To determine whether a Roth conversion is right for you boils down to two rates, your current marginal tax rate, and your expected future marginal rate. If you believe your rate to be higher in the future, then you may benefit from a Roth conversion. If you believe it to be lower, then it may be best to wait to take income out until you are in your lower rate. If the rate will be the same in the future, then from a tax savings perspective the conversion is neutral (unless you pay the tax from a non-retirement account then there is a slight advantage to convert which the below calculator illustrates). It is important to note that it is your marginal rate that is analyzed and not just your ordinary income rate or your effective tax rate. A marginal tax rate is the percentage of tax that will apply to the next marginal- or incremental- amount of income. You would want to analyze this rate because $1 of additional income could potentially increase Medicare or health insurance premiums, increase the amount of Social Security benefits that are subject to tax, decrease the amount of tax credits received, make capital gains taxable etc. In other words, your ordinary federal income rate might be 12% but the marginal rate from additional income could be something like 30%! This makes determining whether a Roth conversion makes sense a little bit more complex, but we compiled bullet points on some of the main considerations when analyzing your future & current marginal rate which you can find below.
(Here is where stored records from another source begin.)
impl MembershipStore for MemoryStore {
    fn insert_user(&self, attrs: NewUser) -> Result<User, StoreError> {
        let mut state = self.state.write();
        if state.emails.contains_key(&attrs.email) {
            return Err(StoreError::DuplicateEmail);
        }
        let user = User {
            id: mint_id(),
            email: attrs.email.clone(),
            display_name: attrs.display_name,
            global_role: attrs.global_role,
            created_at: Utc::now(),
        };
        state.emails.insert(attrs.email, user.id.clone());
        state.users.insert(user.id.clone(), user.clone());
        Ok(user)
    }

    fn user_by_id(&self, id: &str) -> Result<Option<User>, StoreError> {
        Ok(self.state.read().users.get(id).cloned())
    }

    fn user_by_email(&self, email: &str) -> Result<Option<User>, StoreError> {
        let state = self.state.read();
        Ok(state
            .emails
            .get(email)
            .and_then(|id| state.users.get(id))
            .cloned())
    }

    fn create_workspace_with_owner(
        &self,
        attrs: NewWorkspace,
        creator_id: &str,
    ) -> Result<(Workspace, WorkspaceMember), StoreError> {
        let mut state = self.state.write();
        if !state.users.contains_key(creator_id) {
            return Err(StoreError::UnknownUser);
        }
        let now = Utc::now();
        let workspace = Workspace {
            id: mint_id(),
            name: attrs.name,
            description: attrs.description,
            created_at: now,
        };
        let member = WorkspaceMember {
            id: mint_id(),
            workspace_id: workspace.id.clone(),
            user_id: creator_id.to_owned(),
            role: Role::Owner,
            joined_at: now,
        };
        state
            .workspaces
            .insert(workspace.id.clone(), workspace.clone());
        state.workspace_members.insert(
            (workspace.id.clone(), creator_id.to_owned()),
            member.clone(),
        );
        Ok((workspace, member))
    }

    fn workspace_by_id(&self, id: &str) -> Result<Option<Workspace>, StoreError> {
        Ok(self.state.read().workspaces.get(id).cloned())
    }

    fn delete_workspace(&self, id: &str) -> Result<(), StoreError> {
        let mut state = self.state.write();
        if state.workspaces.remove(id).is_none() {
            return Err(StoreError::UnknownWorkspace);
        }
        state
            .workspace_members
            .retain(|(workspace_id, _), _| workspace_id != id);
        state.projects.retain(|_, project| project.workspace_id != id);
        state
            .project_members
            .retain(|_, member| member.workspace_id != id);
        Ok(())
    }

    fn insert_workspace_member(
        &self,
        workspace_id: &str,
        user_id: &str,
        role: Role,
    ) -> Result<WorkspaceMember, StoreError> {
        let mut state = self.state.write();
        if !state.workspaces.contains_key(workspace_id) {
            return Err(StoreError::UnknownWorkspace);
        }
        if !state.users.contains_key(user_id) {
            return Err(StoreError::UnknownUser);
        }
        let key = (workspace_id.to_owned(), user_id.to_owned());
        if state.workspace_members.contains_key(&key) {
            return Err(StoreError::DuplicateMember);
        }
        let member = WorkspaceMember {
            id: mint_id(),
            workspace_id: workspace_id.to_owned(),
            user_id: user_id.to_owned(),
            role,
            joined_at: Utc::now(),
        };
        state.workspace_members.insert(key, member.clone());
        Ok(member)
    }

    fn workspace_member(
        &self,
        workspace_id: &str,
        user_id: &str,
    ) -> Result<Option<WorkspaceMember>, StoreError> {
        Ok(self
            .state
            .read()
            .workspace_members
            .get(&(workspace_id.to_owned(), user_id.to_owned()))
            .cloned())
    }

    fn workspace_members(&self, workspace_id: &str) -> Result<Vec<WorkspaceMember>, StoreError> {
        let state = self.state.read();
        if !state.workspaces.contains_key(workspace_id) {
            return Err(StoreError::UnknownWorkspace);
        }
        let mut members: Vec<WorkspaceMember> = state
            .workspace_members
            .values()
            .filter(|member| member.workspace_id == workspace_id)
            .cloned()
            .collect();
        members.sort_by(|a, b| a.joined_at.cmp(&b.joined_at).then(a.user_id.cmp(&b.user_id)));
        Ok(members)
    }

    fn workspace_owner_count(&self, workspace_id: &str) -> Result<usize, StoreError> {
        Ok(self.state.read().workspace_owner_count(workspace_id))
    }

    fn update_workspace_member_role_guarded(
        &self,
        workspace_id: &str,
        user_id: &str,
        new_role: Role,
    ) -> Result<WorkspaceMember, StoreError> {
        // Count and write under one lock; see the trait contract.
        let mut state = self.state.write();
        let key = (workspace_id.to_owned(), user_id.to_owned());
        let current = state
            .workspace_members
            .get(&key)
            .cloned()
            .ok_or(StoreError::UnknownMember)?;
        if current.role == Role::Owner
            && new_role != Role::Owner
            && state.workspace_owner_count(workspace_id) <= 1
        {
            return Err(StoreError::LastOwner);
        }
        let member = state
            .workspace_members
            .get_mut(&key)
            .ok_or(StoreError::UnknownMember)?;
        member.role = new_role;
        Ok(member.clone())
    }

    fn remove_workspace_member_guarded(
        &self,
        workspace_id: &str,
        user_id: &str,
    ) -> Result<(), StoreError> {
        let mut state = self.state.write();
        let key = (workspace_id.to_owned(), user_id.to_owned());
        let current = state
            .workspace_members
            .get(&key)
            .cloned()
            .ok_or(StoreError::UnknownMember)?;
        if current.role == Role::Owner && state.workspace_owner_count(workspace_id) <= 1 {
            return Err(StoreError::LastOwner);
        }
        state.workspace_members.remove(&key);
        Ok(())
    }

    fn create_project_with_owner(
        &self,
        attrs: NewProject,
        creator_id: &str,
    ) -> Result<(Project, ProjectMember), StoreError> {
        let mut state = self.state.write();
        if !state.workspaces.contains_key(&attrs.workspace_id) {
            return Err(StoreError::UnknownWorkspace);
        }
        if !state.users.contains_key(creator_id) {
            return Err(StoreError::UnknownUser);
        }
        let now = Utc::now();
        let project = Project {
            id: mint_id(),
            workspace_id: attrs.workspace_id.clone(),
            name: attrs.name,
            description: attrs.description,
            responsible_id: attrs.responsible_id,
            stage: attrs.stage,
            sequence: attrs.sequence,
            created_at: now,
        };
        let member = ProjectMember {
            id: mint_id(),
            project_id: project.id.clone(),
            user_id: creator_id.to_owned(),
            role: Role::Owner,
            joined_at: now,
            workspace_id: attrs.workspace_id,
        };
        state.projects.insert(project.id.clone(), project.clone());
        state
            .project_members
            .insert((project.id.clone(), creator_id.to_owned()), member.clone());
        Ok((project, member))
    }

    fn project_by_id(&self, id: &str) -> Result<Option<Project>, StoreError> {
        Ok(self.state.read().projects.get(id).cloned())
    }

    fn delete_project(&self, id: &str) -> Result<(), StoreError> {
        let mut state = self.state.write();
        if state.projects.remove(id).is_none() {
            return Err(StoreError::UnknownProject);
        }
        state
            .project_members
            .retain(|(project_id, _), _| project_id != id);
        Ok(())
    }

    fn insert_project_member(
        &self,
        project_id: &str,
        user_id: &str,
        role: Role,
    ) -> Result<ProjectMember, StoreError> {
        let mut state = self.state.write();
        let workspace_id = state
            .projects
            .get(project_id)
            .map(|project| project.workspace_id.clone())
            .ok_or(StoreError::UnknownProject)?;
        if !state.users.contains_key(user_id) {
            return Err(StoreError::UnknownUser);
        }
        let key = (project_id.to_owned(), user_id.to_owned());
        if state.project_members.contains_key(&key) {
            return Err(StoreError::DuplicateMember);
        }
        let member = ProjectMember {
            id: mint_id(),
            project_id: project_id.to_owned(),
            user_id: user_id.to_owned(),
            role,
            joined_at: Utc::now(),
            workspace_id,
        };
        state.project_members.insert(key, member.clone());
        Ok(member)
    }

    fn project_member(
        &self,
        project_id: &str,
        user_id: &str,
    ) -> Result<Option<ProjectMember>, StoreError> {
        Ok(self
            .state
            .read()
            .project_members
            .get(&(project_id.to_owned(), user_id.to_owned()))
            .cloned())
    }

    fn project_members(&self, project_id: &str) -> Result<Vec<ProjectMember>, StoreError> {
        let state = self.state.read();
        if !state.projects.contains_key(project_id) {
            return Err(StoreError::UnknownProject);
        }
        let mut members: Vec<ProjectMember> = state
            .project_members
            .values()
            .filter(|member| member.project_id == project_id)
            .cloned()
            .collect();
        members.sort_by(|a, b| a.joined_at.cmp(&b.joined_at).then(a.user_id.cmp(&b.user_id)));
        Ok(members)
    }

    fn project_owner_count(&self, project_id: &str) -> Result<usize, StoreError> {
        Ok(self.state.read().project_owner_count(project_id))
    }

    fn update_project_member_role_guarded(
        &self,
        project_id: &str,
        user_id: &str,
        new_role: Role,
    ) -> Result<ProjectMember, StoreError> {
        let mut state = self.state.write();
        let key = (project_id.to_owned(), user_id.to_owned());
        let current = state
            .project_members
            .get(&key)
            .cloned()
            .ok_or(StoreError::UnknownMember)?;
        if current.role == Role::Owner
            && new_role != Role::Owner
            && state.project_owner_count(project_id) <= 1
        {
            return Err(StoreError::LastOwner);
        }
        let member = state
            .project_members
            .get_mut(&key)
            .ok_or(StoreError::UnknownMember)?;
        member.role = new_role;
        Ok(member.clone())
    }

    fn remove_project_member_guarded(
        &self,
        project_id: &str,
        user_id: &str,
    ) -> Result<(), StoreError> {
        let mut state = self.state.write();
        let key = (project_id.to_owned(), user_id.to_owned());
        let current = state
            .project_members
            .get(&key)
            .cloned()
            .ok_or(StoreError::UnknownMember)?;
        if current.role == Role::Owner && state.project_owner_count(project_id) <= 1 {
            return Err(StoreError::LastOwner);
        }
        state.project_members.remove(&key);
        Ok(())
    }

    fn project_memberships_for_user(
        &self,
        user_id: &str,
    ) -> Result<Vec<ProjectAccess>, StoreError> {
        let state = self.state.read();
        let mut access: Vec<ProjectAccess> = state
            .project_members
            .values()
            .filter(|member| member.user_id == user_id)
            .filter_map(|member| {
                state.projects.get(&member.project_id).map(|project| ProjectAccess {
                    member: member.clone(),
                    project: project.clone(),
                })
            })
            .collect();
        access.sort_by(|a, b| {
            a.member
                .joined_at
                .cmp(&b.member.joined_at)
                .then(a.project.id.cmp(&b.project.id))
        });
        Ok(access)
    }
}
  • Social Security, Pensions and Required Minimum Distributions may result in higher income later in life which could increase your marginal rate.
  • A loss of a spouse could adjust your tax rate due to tax filing status changing from Joint to Single
  • Moving to a different state may result in a higher or lower rate in retirement.
  • Large charitable donations may decrease your current tax rate which could provide an opportunity to convert.
  • Legislation changes. Currently, the Tax Cut & Jobs act is scheduled to sunset in 2025 resulting in higher ordinary income tax rates.
  • Health Insurance premiums may be dependent upon taxable income before Medicare eligibility. If income is derived from non-taxable sources before 65 this may help keep premiums low.
  • Beneficiaries inheriting IRAs or qualified accounts and having to deplete the account by the 10th year due to the Secure Act legislation (not spouses).
  • Tax Diversification in retirement may help provide flexibility if unfavorable tax changes happen.

This list is not exhaustive, but it does provide some insight on scenarios to think about when determining whether a Roth conversion makes sense for you.  To see this concept illustrated further you can access a free calculator here: https://www.calcxml.com/do/roth-ira-conversion-calculator.

 

Information provided should not be relied upon for tax, legal, or accounting advice, as it is intended for informational purposes only. You should consult your own tax, legal, and accounting professionals before engaging in any transactions.